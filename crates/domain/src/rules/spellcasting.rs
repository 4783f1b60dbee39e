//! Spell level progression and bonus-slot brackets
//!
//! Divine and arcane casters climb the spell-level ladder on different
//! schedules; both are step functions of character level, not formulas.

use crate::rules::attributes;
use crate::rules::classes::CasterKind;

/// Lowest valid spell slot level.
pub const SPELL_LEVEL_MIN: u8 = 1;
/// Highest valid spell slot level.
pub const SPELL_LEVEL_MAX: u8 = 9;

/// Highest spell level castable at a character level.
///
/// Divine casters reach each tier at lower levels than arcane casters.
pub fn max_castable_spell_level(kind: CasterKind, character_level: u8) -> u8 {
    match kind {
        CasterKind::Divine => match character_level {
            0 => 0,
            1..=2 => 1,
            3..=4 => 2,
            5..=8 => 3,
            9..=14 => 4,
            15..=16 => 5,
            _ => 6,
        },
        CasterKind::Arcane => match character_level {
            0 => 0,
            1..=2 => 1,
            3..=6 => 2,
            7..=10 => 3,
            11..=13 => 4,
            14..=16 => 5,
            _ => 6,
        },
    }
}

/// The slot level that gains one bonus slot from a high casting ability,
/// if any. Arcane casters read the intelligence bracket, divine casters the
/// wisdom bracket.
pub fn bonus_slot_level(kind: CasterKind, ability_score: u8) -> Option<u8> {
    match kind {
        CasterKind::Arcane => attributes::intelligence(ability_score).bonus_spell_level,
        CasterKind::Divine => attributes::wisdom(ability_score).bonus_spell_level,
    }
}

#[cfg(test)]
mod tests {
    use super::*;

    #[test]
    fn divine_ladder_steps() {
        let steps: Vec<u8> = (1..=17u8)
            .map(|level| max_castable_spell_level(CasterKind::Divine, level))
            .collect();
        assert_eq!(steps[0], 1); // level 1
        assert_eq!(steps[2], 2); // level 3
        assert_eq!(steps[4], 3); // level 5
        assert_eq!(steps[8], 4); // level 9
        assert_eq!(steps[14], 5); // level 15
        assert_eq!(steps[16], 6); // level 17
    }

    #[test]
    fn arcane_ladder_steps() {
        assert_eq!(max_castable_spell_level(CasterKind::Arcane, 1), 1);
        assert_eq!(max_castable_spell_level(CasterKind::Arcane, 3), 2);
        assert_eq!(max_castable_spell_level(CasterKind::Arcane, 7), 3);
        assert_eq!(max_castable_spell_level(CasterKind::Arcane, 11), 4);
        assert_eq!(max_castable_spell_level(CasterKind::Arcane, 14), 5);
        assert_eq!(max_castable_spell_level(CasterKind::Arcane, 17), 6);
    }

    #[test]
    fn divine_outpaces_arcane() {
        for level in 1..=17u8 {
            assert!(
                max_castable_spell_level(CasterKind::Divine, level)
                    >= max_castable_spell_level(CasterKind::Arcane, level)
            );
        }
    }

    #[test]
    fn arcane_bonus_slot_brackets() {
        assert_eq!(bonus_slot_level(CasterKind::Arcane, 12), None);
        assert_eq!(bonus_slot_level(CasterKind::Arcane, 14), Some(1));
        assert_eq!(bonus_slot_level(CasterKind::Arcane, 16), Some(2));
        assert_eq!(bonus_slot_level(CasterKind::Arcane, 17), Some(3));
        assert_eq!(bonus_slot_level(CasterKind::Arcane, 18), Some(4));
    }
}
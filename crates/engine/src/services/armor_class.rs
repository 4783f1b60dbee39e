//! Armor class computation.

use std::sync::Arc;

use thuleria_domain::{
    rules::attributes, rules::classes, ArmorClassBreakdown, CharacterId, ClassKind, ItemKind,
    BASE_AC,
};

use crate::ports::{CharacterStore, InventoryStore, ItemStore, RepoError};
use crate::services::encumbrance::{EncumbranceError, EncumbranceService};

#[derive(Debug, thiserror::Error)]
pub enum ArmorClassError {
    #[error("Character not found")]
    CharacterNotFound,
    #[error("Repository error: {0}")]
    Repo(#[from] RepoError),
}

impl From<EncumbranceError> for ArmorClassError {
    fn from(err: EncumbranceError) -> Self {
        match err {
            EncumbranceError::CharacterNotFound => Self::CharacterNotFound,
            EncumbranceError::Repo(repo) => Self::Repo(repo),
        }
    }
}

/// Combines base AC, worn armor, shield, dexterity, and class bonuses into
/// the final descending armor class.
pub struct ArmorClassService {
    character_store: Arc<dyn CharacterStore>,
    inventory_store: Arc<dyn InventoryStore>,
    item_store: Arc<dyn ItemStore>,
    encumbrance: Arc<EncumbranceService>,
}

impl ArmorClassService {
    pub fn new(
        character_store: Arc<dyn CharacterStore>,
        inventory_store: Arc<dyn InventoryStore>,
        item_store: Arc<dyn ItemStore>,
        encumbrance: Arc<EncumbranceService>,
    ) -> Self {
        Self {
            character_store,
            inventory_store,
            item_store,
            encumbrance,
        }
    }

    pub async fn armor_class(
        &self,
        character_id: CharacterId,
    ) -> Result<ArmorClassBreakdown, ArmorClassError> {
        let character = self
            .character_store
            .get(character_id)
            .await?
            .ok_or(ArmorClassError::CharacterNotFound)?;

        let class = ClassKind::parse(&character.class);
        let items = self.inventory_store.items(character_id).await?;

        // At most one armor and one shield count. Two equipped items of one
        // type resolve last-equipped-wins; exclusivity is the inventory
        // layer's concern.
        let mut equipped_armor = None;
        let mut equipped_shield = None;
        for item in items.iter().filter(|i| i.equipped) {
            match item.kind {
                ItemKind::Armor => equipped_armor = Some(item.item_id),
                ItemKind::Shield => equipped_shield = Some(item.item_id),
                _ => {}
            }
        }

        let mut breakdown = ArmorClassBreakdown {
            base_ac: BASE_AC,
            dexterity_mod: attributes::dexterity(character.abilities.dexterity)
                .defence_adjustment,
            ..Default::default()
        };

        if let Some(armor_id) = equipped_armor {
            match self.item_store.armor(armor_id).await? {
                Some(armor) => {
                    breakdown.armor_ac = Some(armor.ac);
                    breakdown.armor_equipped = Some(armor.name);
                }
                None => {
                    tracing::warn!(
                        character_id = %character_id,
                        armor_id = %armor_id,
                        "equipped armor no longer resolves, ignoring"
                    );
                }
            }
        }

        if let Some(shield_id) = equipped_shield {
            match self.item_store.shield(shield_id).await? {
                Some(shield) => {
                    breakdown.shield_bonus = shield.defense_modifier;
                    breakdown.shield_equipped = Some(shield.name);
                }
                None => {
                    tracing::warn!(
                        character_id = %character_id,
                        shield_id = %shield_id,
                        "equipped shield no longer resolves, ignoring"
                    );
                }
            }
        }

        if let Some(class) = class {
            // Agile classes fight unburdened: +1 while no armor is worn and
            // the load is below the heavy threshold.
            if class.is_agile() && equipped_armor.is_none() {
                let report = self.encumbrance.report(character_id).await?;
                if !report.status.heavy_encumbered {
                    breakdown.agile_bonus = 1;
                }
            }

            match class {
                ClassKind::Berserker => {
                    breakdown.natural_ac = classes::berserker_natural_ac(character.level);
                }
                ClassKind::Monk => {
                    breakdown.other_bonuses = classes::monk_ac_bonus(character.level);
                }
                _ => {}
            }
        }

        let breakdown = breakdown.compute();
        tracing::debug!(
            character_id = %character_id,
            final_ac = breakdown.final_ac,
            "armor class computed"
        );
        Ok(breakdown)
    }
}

- - - - -

Problem to work on:
Of the lines above, output exactly those from the line bearing "use crate::rules::attributes;" through the line bearing "assert_eq!(steps[8], 4); // level 9", inclusive.

Response to the task:
use crate::rules::attributes;
use crate::rules::classes::CasterKind;

/// Lowest valid spell slot level.
pub const SPELL_LEVEL_MIN: u8 = 1;
/// Highest valid spell slot level.
pub const SPELL_LEVEL_MAX: u8 = 9;

/// Highest spell level castable at a character level.
///
/// Divine casters reach each tier at lower levels than arcane casters.
pub fn max_castable_spell_level(kind: CasterKind, character_level: u8) -> u8 {
    match kind {
        CasterKind::Divine => match character_level {
            0 => 0,
            1..=2 => 1,
            3..=4 => 2,
            5..=8 => 3,
            9..=14 => 4,
            15..=16 => 5,
            _ => 6,
        },
        CasterKind::Arcane => match character_level {
            0 => 0,
            1..=2 => 1,
            3..=6 => 2,
            7..=10 => 3,
            11..=13 => 4,
            14..=16 => 5,
            _ => 6,
        },
    }
}

/// The slot level that gains one bonus slot from a high casting ability,
/// if any. Arcane casters read the intelligence bracket, divine casters the
/// wisdom bracket.
pub fn bonus_slot_level(kind: CasterKind, ability_score: u8) -> Option<u8> {
    match kind {
        CasterKind::Arcane => attributes::intelligence(ability_score).bonus_spell_level,
        CasterKind::Divine => attributes::wisdom(ability_score).bonus_spell_level,
    }
}

#[cfg(test)]
mod tests {
    use super::*;

    #[test]
    fn divine_ladder_steps() {
        let steps: Vec<u8> = (1..=17u8)
            .map(|level| max_castable_spell_level(CasterKind::Divine, level))
            .collect();
        assert_eq!(steps[0], 1); // level 1
        assert_eq!(steps[2], 2); // level 3
        assert_eq!(steps[4], 3); // level 5
        assert_eq!(steps[8], 4); // level 9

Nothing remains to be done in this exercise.